If Pacific Gas & Electric Company ("PG&E"), Edison and SDG&E participate in the
fund, shareholder contributions would initially be $7.5 billion with additional
annual contributions of $300 million a year over ten years for a total
shareholder contribution of $10.5 billion. These shareholder contributions would
be combined with the Liquidity Fund proceeds, for a total of $21 billion. PG&E's
participation in the fund is subject to specific conditions. If PG&E does not
participate in the fund, the total amount in the fund would be materially less.
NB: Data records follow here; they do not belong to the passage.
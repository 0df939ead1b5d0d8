//! Value types shared by several families.

use std::fmt;

use ledgerwire_codec::{serde_wire_field, FieldKind, Map, Value, WireError, WireField};
use serde::{Deserialize, Serialize};

/// A currency amount.
///
/// XRP is written as a string of drops; issued tokens as an object with
/// `currency`, `issuer` and `value`.
#[derive(Clone, Debug, PartialEq, Eq, Serialize, Deserialize)]
#[serde(untagged)]
pub enum Amount {
    Xrp(String),
    Token(TokenAmount),
}

#[derive(Clone, Debug, PartialEq, Eq, Serialize, Deserialize)]
pub struct TokenAmount {
    pub currency: String,
    pub issuer: String,
    pub value: String,
}

impl Amount {
    pub fn xrp(drops: impl Into<String>) -> Self {
        Amount::Xrp(drops.into())
    }

    pub fn token(
        currency: impl Into<String>,
        issuer: impl Into<String>,
        value: impl Into<String>,
    ) -> Self {
        Amount::Token(TokenAmount {
            currency: currency.into(),
            issuer: issuer.into(),
            value: value.into(),
        })
    }

    pub fn is_xrp(&self) -> bool {
        matches!(self, Amount::Xrp(_))
    }
}

impl Default for Amount {
    fn default() -> Self {
        Amount::Xrp("0".to_string())
    }
}

impl fmt::Display for Amount {
    fn fmt(&self, f: &mut fmt::Formatter<'_>) -> fmt::Result {
        match self {
            Amount::Xrp(drops) => write!(f, "{} drops", drops),
            Amount::Token(token) => {
                write!(f, "{} {}/{}", token.value, token.currency, token.issuer)
            }
        }
    }
}

impl WireField for Amount {
    const KIND: FieldKind = FieldKind::OneOf(&[FieldKind::String, FieldKind::Object]);

    fn to_wire(&self) -> Result<Value, WireError> {
        Ok(match self {
            Amount::Xrp(drops) => Value::String(drops.clone()),
            Amount::Token(token) => {
                let mut map = Map::new();
                map.insert("currency".to_string(), Value::from(token.currency.as_str()));
                map.insert("issuer".to_string(), Value::from(token.issuer.as_str()));
                map.insert("value".to_string(), Value::from(token.value.as_str()));
                Value::Map(map)
            }
        })
    }

    fn from_wire(value: &Value) -> Option<Self> {
        match value {
            Value::String(drops) => Some(Amount::Xrp(drops.clone())),
            Value::Map(map) => {
                let text = |key: &str| map.get(key).and_then(Value::as_str).map(str::to_string);
                Some(Amount::Token(TokenAmount {
                    currency: text("currency")?,
                    issuer: text("issuer")?,
                    value: text("value")?,
                }))
            }
            _ => None,
        }
    }
}

/// Which ledger a request or selector refers to.
#[derive(Clone, Debug, PartialEq, Eq, Serialize, Deserialize)]
#[serde(untagged)]
pub enum LedgerIndex {
    Number(u32),
    Shortcut(LedgerShortcut),
}

#[derive(Clone, Copy, Debug, PartialEq, Eq, Serialize, Deserialize)]
#[serde(rename_all = "snake_case")]
pub enum LedgerShortcut {
    Validated,
    Current,
    Closed,
}

impl LedgerShortcut {
    pub fn as_str(&self) -> &'static str {
        match self {
            LedgerShortcut::Validated => "validated",
            LedgerShortcut::Current => "current",
            LedgerShortcut::Closed => "closed",
        }
    }

    fn parse(text: &str) -> Option<Self> {
        match text {
            "validated" => Some(LedgerShortcut::Validated),
            "current" => Some(LedgerShortcut::Current),
            "closed" => Some(LedgerShortcut::Closed),
            _ => None,
        }
    }
}

impl Default for LedgerIndex {
    fn default() -> Self {
        LedgerIndex::Shortcut(LedgerShortcut::Validated)
    }
}

impl From<u32> for LedgerIndex {
    fn from(sequence: u32) -> Self {
        LedgerIndex::Number(sequence)
    }
}

impl From<LedgerShortcut> for LedgerIndex {
    fn from(shortcut: LedgerShortcut) -> Self {
        LedgerIndex::Shortcut(shortcut)
    }
}

impl WireField for LedgerIndex {
    const KIND: FieldKind = FieldKind::OneOf(&[FieldKind::Integer, FieldKind::String]);

    fn to_wire(&self) -> Result<Value, WireError> {
        Ok(match self {
            LedgerIndex::Number(sequence) => Value::Integer(i64::from(*sequence)),
            LedgerIndex::Shortcut(shortcut) => Value::from(shortcut.as_str()),
        })
    }

    fn from_wire(value: &Value) -> Option<Self> {
        match value {
            Value::Integer(_) => u32::from_wire(value).map(LedgerIndex::Number),
            Value::String(text) => LedgerShortcut::parse(text).map(LedgerIndex::Shortcut),
            _ => None,
        }
    }
}

/// Arbitrary data attached to a transaction.
#[derive(Clone, Debug, Default, PartialEq, Eq, Serialize, Deserialize)]
pub struct Memo {
    #[serde(default, skip_serializing_if = "Option::is_none")]
    pub memo_type: Option<String>,
    #[serde(default, skip_serializing_if = "Option::is_none")]
    pub memo_data: Option<String>,
    #[serde(default, skip_serializing_if = "Option::is_none")]
    pub memo_format: Option<String>,
}

/// Identifies an offer by its owner and creating sequence number.
#[derive(Clone, Debug, Default, PartialEq, Eq, Serialize, Deserialize)]
pub struct OfferLocator {
    pub account: String,
    pub seq: u32,
}

/// Identifies an escrow by its owner and creating sequence number.
#[derive(Clone, Debug, Default, PartialEq, Eq, Serialize, Deserialize)]
pub struct EscrowLocator {
    pub owner: String,
    pub seq: u32,
}

serde_wire_field! {
    Memo => FieldKind::Object,
    OfferLocator => FieldKind::Object,
    EscrowLocator => FieldKind::Object,
}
SDG&E's portion of the shareholder contribution, whether or not PG&E
participates, is expected to be approximately $450 million, with approximately
$325 million paid within 60 days after the Wildfire Legislation is signed into
law.
The Liability Cap for SDG&E would be approximately $825 million based on its
2018 rate base and would adjust on a rolling three-year basis. The Liability Cap
would apply so long as the fund has not been terminated, which could occur if
funds are exhausted.
SDG&E is evaluating the alternative features available under the Wildfire
Legislation, and anticipates a decision on whether to participate in the
Wildfire Fund within 15 days following the effective date of the Wildfire
Legislation, as required by such legislation.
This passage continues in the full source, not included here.